Paradoxes of life. Science advances and every day makes our lives easier. But, at the same time, there are natural resources that help relieve ailments, combat stress, relax and impregnate our lives with a special aroma. This is the case of aromatherapy, which uses essential oils from the plant kingdom to extract their juice and place them in glass jars, candles or cosmetics to treat various types of illnesses or to perfume our home. They are cheap, harmless and, above all, natural therapies. Among these essences is sandalwood, an oil that has been extracted from the depths of a bush trunk in India since ancient times and has the power to calm the mind. In fact, it is used by yogis for their meditation practices.
Sandalwood is a medicinal plant that belongs to the Santalum album species. Among its composition stands out the alpha-santalol and beta santalol, substances to which anti-inflammatory, antioxidant, antiseptic and diuretic properties have been attributed.
This oil has also shown promise for the treatment of acne, psoriasis, eczema, common warts, and molluscum contagiosum, according to a study published in The Journal of Clinical and Aesthetic Dermatology. The work, conducted by Dr. Ronald L. Moy, notes that its safety profile, ease of topical use, and availability support its therapeutic effect in dermatology.
This ingredient, widely used in Ayurvedic medicine, has other benefits, according to this research:
- Helps repair scars and stretch marks
- Eliminate nail fungus
- Avoid infections
Why does it work as a painkiller?
As we said, sandalwood oil is one of the most used to bring the mind to a state of calm and meditation. This is thanks to the sense of smell which, as Mónica Abella, from Izba Nature, explains, is considered a chemical-sensory system that converts chemical signals into perception and electrical impulses that reach the brain.
The sense of smell, like the sense of taste, is a chemical sense, detecting chemical compounds in the environment, with the difference that the sense of smell works at much longer distances than the sense of taste. The process of smell follows these steps:
- The odor molecules in the form of vapor (chemical compounds) that are floating in the air reach the nostrils and dissolve in the mucus.
- Beneath the mucus, in the olfactory epithelium, specialized receptor cells, also called olfactory receptor neurons (and capable of detecting thousands of different odors), detect odors.

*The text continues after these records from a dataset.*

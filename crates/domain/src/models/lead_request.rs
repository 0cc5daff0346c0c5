//! Agent requests for a new lead (solicitudes).

use chrono::{DateTime, Utc};
use serde::{Deserialize, Serialize};
use validator::Validate;

use crate::error::LeadError;
use crate::models::lead::Lead;

/// Request state. Only `pendiente` can change.
#[derive(Debug, Clone, Copy, PartialEq, Eq, Hash, Serialize, Deserialize)]
pub enum LeadRequestStatus {
    #[serde(rename = "pendiente")]
    Pending,
    #[serde(rename = "aprobada")]
    Approved,
    #[serde(rename = "rechazada")]
    Rejected,
    #[serde(rename = "cancelada")]
    Cancelled,
}

impl LeadRequestStatus {
    pub fn as_str(&self) -> &'static str {
        match self {
            LeadRequestStatus::Pending => "pendiente",
            LeadRequestStatus::Approved => "aprobada",
            LeadRequestStatus::Rejected => "rechazada",
            LeadRequestStatus::Cancelled => "cancelada",
        }
    }
}

/// A lead request raised by an agent.
#[derive(Debug, Clone, PartialEq, Serialize, Deserialize)]
pub struct LeadRequest {
    pub id: i64,
    pub agent_id: i64,
    pub company_id: i64,
    pub status: LeadRequestStatus,
    /// Set exactly when the request is approved.
    pub lead_id: Option<i64>,
    pub created_at: DateTime<Utc>,
    pub decided_at: Option<DateTime<Utc>>,
    pub decided_by: Option<i64>,
    #[serde(skip_serializing_if = "Option::is_none")]
    pub reason: Option<String>,
}

impl LeadRequest {
    /// Fails unless the request is still undecided.
    pub fn ensure_pending(&self) -> Result<(), LeadError> {
        match self.status {
            LeadRequestStatus::Pending => Ok(()),
            other => Err(LeadError::conflict(format!(
                "Request {} is already {}",
                self.id,
                other.as_str()
            ))),
        }
    }
}

/// Query string of `GET /requests`.
#[derive(Debug, Clone, Default, Deserialize)]
pub struct ListRequestsQuery {
    pub status: Option<LeadRequestStatus>,
}

/// Body of `POST /requests/:id/approve`.
#[derive(Debug, Clone, Default, Deserialize)]
pub struct ApproveRequestBody {
    /// Lead to grant; the most recent unassigned lead when absent.
    pub lead_id: Option<i64>,
}

/// Body of `POST /requests/:id/reject`.
#[derive(Debug, Clone, Default, Deserialize, Validate)]
pub struct RejectRequestBody {
    #[validate(length(max = 500, message = "reason must be at most 500 characters"))]
    pub reason: Option<String>,
}

/// Reason stored when no lead can satisfy a request.
pub const NO_LEADS_AVAILABLE: &str = "No unassigned leads available for this company";

/// Outcome returned to the agent on creation.
#[derive(Debug, Clone, Serialize)]
pub struct CreateRequestResponse {
    pub request: LeadRequest,
    /// True when the company resolves requests automatically.
    pub auto_assigned: bool,
    #[serde(skip_serializing_if = "Option::is_none")]
    pub warning: Option<String>,
}

/// Outcome of a coordinator decision.
#[derive(Debug, Clone, Serialize)]
pub struct RequestDecisionResponse {
    pub request: LeadRequest,
    /// The granted lead, when the request was approved.
    #[serde(skip_serializing_if = "Option::is_none")]
    pub lead: Option<Lead>,
    #[serde(skip_serializing_if = "Option::is_none")]
    pub warning: Option<String>,
}

#[cfg(test)]
mod tests {
    use super::*;

    fn request(status: LeadRequestStatus) -> LeadRequest {
        LeadRequest {
            id: 5,
            agent_id: 30,
            company_id: 7,
            status,
            lead_id: None,
            created_at: Utc::now(),
            decided_at: None,
            decided_by: None,
            reason: None,
        }
    }

    #[test]
    fn test_only_pending_requests_can_change() {
        assert!(request(LeadRequestStatus::Pending).ensure_pending().is_ok());
        for status in [
            LeadRequestStatus::Approved,
            LeadRequestStatus::Rejected,
            LeadRequestStatus::Cancelled,
        ] {
            let err = request(status).ensure_pending().unwrap_err();
            assert!(matches!(err, LeadError::Conflict { .. }));
        }
    }

    #[test]
    fn test_status_wire_names() {
        assert_eq!(
            serde_json::to_string(&LeadRequestStatus::Approved).unwrap(),
            "\"aprobada\""
        );
        let q: ListRequestsQuery = serde_json::from_str(r#"{"status":"pendiente"}"#).unwrap();
        assert_eq!(q.status, Some(LeadRequestStatus::Pending));
    }
}
//! Lead request entity (database row mapping).

use chrono::{DateTime, Utc};
use sqlx::FromRow;

use domain::models::{LeadRequest, LeadRequestStatus};

/// Database enum for request status.
#[derive(Debug, Clone, Copy, PartialEq, Eq, sqlx::Type)]
#[sqlx(type_name = "lead_request_status")]
pub enum LeadRequestStatusDb {
    #[sqlx(rename = "pendiente")]
    Pending,
    #[sqlx(rename = "aprobada")]
    Approved,
    #[sqlx(rename = "rechazada")]
    Rejected,
    #[sqlx(rename = "cancelada")]
    Cancelled,
}

impl From<LeadRequestStatusDb> for LeadRequestStatus {
    fn from(db: LeadRequestStatusDb) -> Self {
        match db {
            LeadRequestStatusDb::Pending => LeadRequestStatus::Pending,
            LeadRequestStatusDb::Approved => LeadRequestStatus::Approved,
            LeadRequestStatusDb::Rejected => LeadRequestStatus::Rejected,
            LeadRequestStatusDb::Cancelled => LeadRequestStatus::Cancelled,
        }
    }
}

impl From<LeadRequestStatus> for LeadRequestStatusDb {
    fn from(status: LeadRequestStatus) -> Self {
        match status {
            LeadRequestStatus::Pending => LeadRequestStatusDb::Pending,
            LeadRequestStatus::Approved => LeadRequestStatusDb::Approved,
            LeadRequestStatus::Rejected => LeadRequestStatusDb::Rejected,
            LeadRequestStatus::Cancelled => LeadRequestStatusDb::Cancelled,
        }
    }
}

/// Database row mapping for the lead_requests table.
#[derive(Debug, Clone, FromRow)]
pub struct LeadRequestEntity {
    pub id: i64,
    pub agent_id: i64,
    pub company_id: i64,
    pub status: LeadRequestStatusDb,
    pub lead_id: Option<i64>,
    pub created_at: DateTime<Utc>,
    pub decided_at: Option<DateTime<Utc>>,
    pub decided_by: Option<i64>,
    pub reason: Option<String>,
}

impl From<LeadRequestEntity> for LeadRequest {
    fn from(entity: LeadRequestEntity) -> Self {
        Self {
            id: entity.id,
            agent_id: entity.agent_id,
            company_id: entity.company_id,
            status: entity.status.into(),
            lead_id: entity.lead_id,
            created_at: entity.created_at,
            decided_at: entity.decided_at,
            decided_by: entity.decided_by,
            reason: entity.reason,
        }
    }
}
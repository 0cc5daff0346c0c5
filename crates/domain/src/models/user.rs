//! Users, roles and the acting identity.

use chrono::{DateTime, Utc};
use serde::{Deserialize, Serialize};
use std::str::FromStr;
use validator::{Validate, ValidationError};

/// The three back-office roles.
#[derive(Debug, Clone, Copy, PartialEq, Eq, Hash, Serialize, Deserialize)]
pub enum Role {
    #[serde(rename = "administrador")]
    Admin,
    #[serde(rename = "coordinador")]
    Coordinator,
    #[serde(rename = "agente")]
    Agent,
}

impl Role {
    pub fn as_str(&self) -> &'static str {
        match self {
            Role::Admin => "administrador",
            Role::Coordinator => "coordinador",
            Role::Agent => "agente",
        }
    }

    /// Coordinators and agents always belong to a company.
    pub fn requires_company(&self) -> bool {
        match self {
            Role::Admin => false,
            Role::Coordinator | Role::Agent => true,
        }
    }

    /// Roles that can hold leads as their working owner.
    pub fn can_own_leads(&self) -> bool {
        match self {
            Role::Admin => false,
            Role::Coordinator | Role::Agent => true,
        }
    }
}

impl FromStr for Role {
    type Err = String;

    fn from_str(s: &str) -> Result<Self, Self::Err> {
        match s.to_lowercase().as_str() {
            "administrador" => Ok(Role::Admin),
            "coordinador" => Ok(Role::Coordinator),
            "agente" => Ok(Role::Agent),
            _ => Err(format!("Unknown role: {}", s)),
        }
    }
}

impl std::fmt::Display for Role {
    fn fmt(&self, f: &mut std::fmt::Formatter<'_>) -> std::fmt::Result {
        f.write_str(self.as_str())
    }
}

/// The user performing an operation.
#[derive(Debug, Clone, Copy, PartialEq, Eq)]
pub struct Actor {
    pub user_id: i64,
    pub role: Role,
    pub company_id: Option<i64>,
}

impl Actor {
    pub fn belongs_to(&self, company_id: Option<i64>) -> bool {
        matches!((self.company_id, company_id), (Some(mine), Some(theirs)) if mine == theirs)
    }
}

/// User domain model.
#[derive(Debug, Clone, Serialize, Deserialize)]
pub struct User {
    pub id: i64,
    pub email: String,
    pub name: String,
    pub role: Role,
    #[serde(skip_serializing_if = "Option::is_none")]
    pub company_id: Option<i64>,
    pub is_active: bool,
    pub created_at: DateTime<Utc>,
}

impl User {
    pub fn as_actor(&self) -> Actor {
        Actor {
            user_id: self.id,
            role: self.role,
            company_id: self.company_id,
        }
    }
}

/// Request to create a user (administrators only).
#[derive(Debug, Clone, Deserialize, Validate)]
#[validate(schema(function = "validate_company_for_role"))]
pub struct CreateUserRequest {
    #[validate(email(message = "email must be a valid address"))]
    pub email: String,

    #[validate(length(min = 2, max = 100, message = "name must be 2-100 characters"))]
    pub name: String,

    #[validate(length(min = 8, max = 128, message = "password must be 8-128 characters"))]
    pub password: String,

    pub role: Role,

    pub company_id: Option<i64>,
}

fn validate_company_for_role(req: &CreateUserRequest) -> Result<(), ValidationError> {
    match (req.role.requires_company(), req.company_id) {
        (true, None) => {
            let mut err = ValidationError::new("company_required");
            err.message = Some("coordinators and agents need a company_id".into());
            Err(err)
        }
        (false, Some(_)) => {
            let mut err = ValidationError::new("company_not_allowed");
            err.message = Some("administrators cannot belong to a company".into());
            Err(err)
        }
        _ => Ok(()),
    }
}

/// Login request.
#[derive(Debug, Clone, Deserialize, Validate)]
pub struct LoginRequest {
    #[validate(email(message = "email must be a valid address"))]
    pub email: String,
    #[validate(length(min = 1, message = "password is required"))]
    pub password: String,
}

/// Login response.
#[derive(Debug, Clone, Serialize)]
pub struct LoginResponse {
    pub access_token: String,
    pub token_type: String,
    pub expires_in: i64,
    pub user: User,
}

#[cfg(test)]
mod tests {
    use super::*;

    #[test]
    fn test_role_wire_names() {
        assert_eq!(serde_json::to_string(&Role::Coordinator).unwrap(), "\"coordinador\"");
        assert_eq!("AGENTE".parse::<Role>().unwrap(), Role::Agent);
        assert!("supervisor".parse::<Role>().is_err());
    }

    #[test]
    fn test_actor_belongs_to() {
        let actor = Actor {
            user_id: 1,
            role: Role::Agent,
            company_id: Some(7),
        };
        assert!(actor.belongs_to(Some(7)));
        assert!(!actor.belongs_to(Some(8)));
        assert!(!actor.belongs_to(None));
    }

    #[test]
    fn test_create_user_requires_company_for_agents() {
        let req = CreateUserRequest {
            email: "agente@example.com".into(),
            name: "Agente Uno".into(),
            password: "supersecret".into(),
            role: Role::Agent,
            company_id: None,
        };
        assert!(req.validate().is_err());

        let req = CreateUserRequest {
            company_id: Some(3),
            ..req
        };
        assert!(req.validate().is_ok());
    }

    #[test]
    fn test_create_admin_rejects_company() {
        let req = CreateUserRequest {
            email: "admin@example.com".into(),
            name: "Admin".into(),
            password: "supersecret".into(),
            role: Role::Admin,
            company_id: Some(1),
        };
        assert!(req.validate().is_err());
    }
}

- The olfactory receptor neurons transmit the information to the olfactory bulbs, which are located in the back of the nose.
- The olfactory bulbs have sensory receptors that are actually part of the brain and that send messages directly to the most primitive centers of the brain, where emotions and memories are stimulated (structures of the limbic system) and to “advanced” centers where conscious thoughts are modified. (neocortex).
- These brain centers perceive odors and have access to memories that bring to mind people, places or situations related to these olfactory sensations.
“Once verified that the sense of smell activates our emotions automatically, we can affirm that essential oils are capable of arousing emotions and sensations. They can relax us, activate us, feel desire, although they can also arouse repulsion. That is why they are they award holistic properties”, indicates, for her part, Laura Izquierdo of Izba Nature.
How to use?
Like other types of essential oils, sandalwood can be used with essence diffusers or by boiling water and adding a few drops. You can also apply a few drops of sandalwood oil in the bath to recover from a tiring day or simply to relax.
To soothe irritated or acne-prone skin, there are commercial presentations based on creams or ointments to apply to the skin.
The world of perfumery has not overlooked the benefits of this oil. In fact, it has become a highly valued ingredient, appreciated for its unmistakable aroma of wood.